Mary Bonauto, one of the attorneys for lead plaintiff Jim Obergefell, told Axios the case is “extremely narrow” and said Davis is “attempting to shoehorn an opportunity to relitigate” the landmark ruling. “There’s good reason for the Supreme Court to deny review in this case rather than unsettle something so positive for couples, children, families and the larger society as marriage equality,” Bonauto said.

Shannon Minter, spokesperson for the National Center for LGBTQ Rights, told Axios the court has shown “an alarming willingness” to reverse long-standing precedent. He cited the Dobbs decision reversing Roe v. Wade, rulings that weakened the Voting Rights Act and affirmative action, and a decision limiting lower courts’ ability to block nationwide policies through universal injunctions, referencing a case related to President Trump’s attempt to end birthright citizenship.

Justice Clarence Thomas stated in 2022 that the court should reconsider rulings protecting same-sex relationships, marriage equality, and access to contraception.

Experts say reversing Obergefell could result in marriages being valid in some states but not in others, creating major issues with taxes, insurance, and child custody. Attorney Robbie Kaplan, whose 2013 Supreme Court arguments helped lay the groundwork for Obergefell, told Axios, “It’s hard to imagine a situation where the reliance interests are more consequential than in the case of nationwide marriage equality.” She added that it would cause “an almost indescribable amount of (needless) suffering and heartache.”

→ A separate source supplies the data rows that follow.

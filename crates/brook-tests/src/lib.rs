//! Integration test suite for brook.
//!
//! `tests/e2e.rs` drives the wallet engine against an in-process ledger
//! that behaves like an Esplora instance; `tests/properties.rs` checks the
//! engine's invariants under generated inputs.

pub mod helpers;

In 1996, Congress passed the Defense of Marriage Act, defining marriage federally as between one man and one woman. At that time, 68% of Americans opposed same-sex marriage, according to Gallup. Now, ten years after Obergefell, 68% support it, Gallup reports.

The Respect for Marriage Act, passed in 2022, codified rights to same-sex and interracial marriage and repealed the Defense of Marriage Act. However, it does not prevent states from limiting or banning same-sex marriage if Obergefell were overturned.

The Supreme Court will decide this fall whether to hear Davis’ case. The court receives between 7,000 and 8,000 petitions annually but hears arguments in about 80 cases, according to its website.

“None of us can predict what the court will do,” Suzanne Goldberg, Director of the Sexuality and Gender Law Clinic at Columbia Law, told Axios. “But she’s not entitled to Supreme Court review. And there is nothing here to suggest the Supreme Court should take this case.”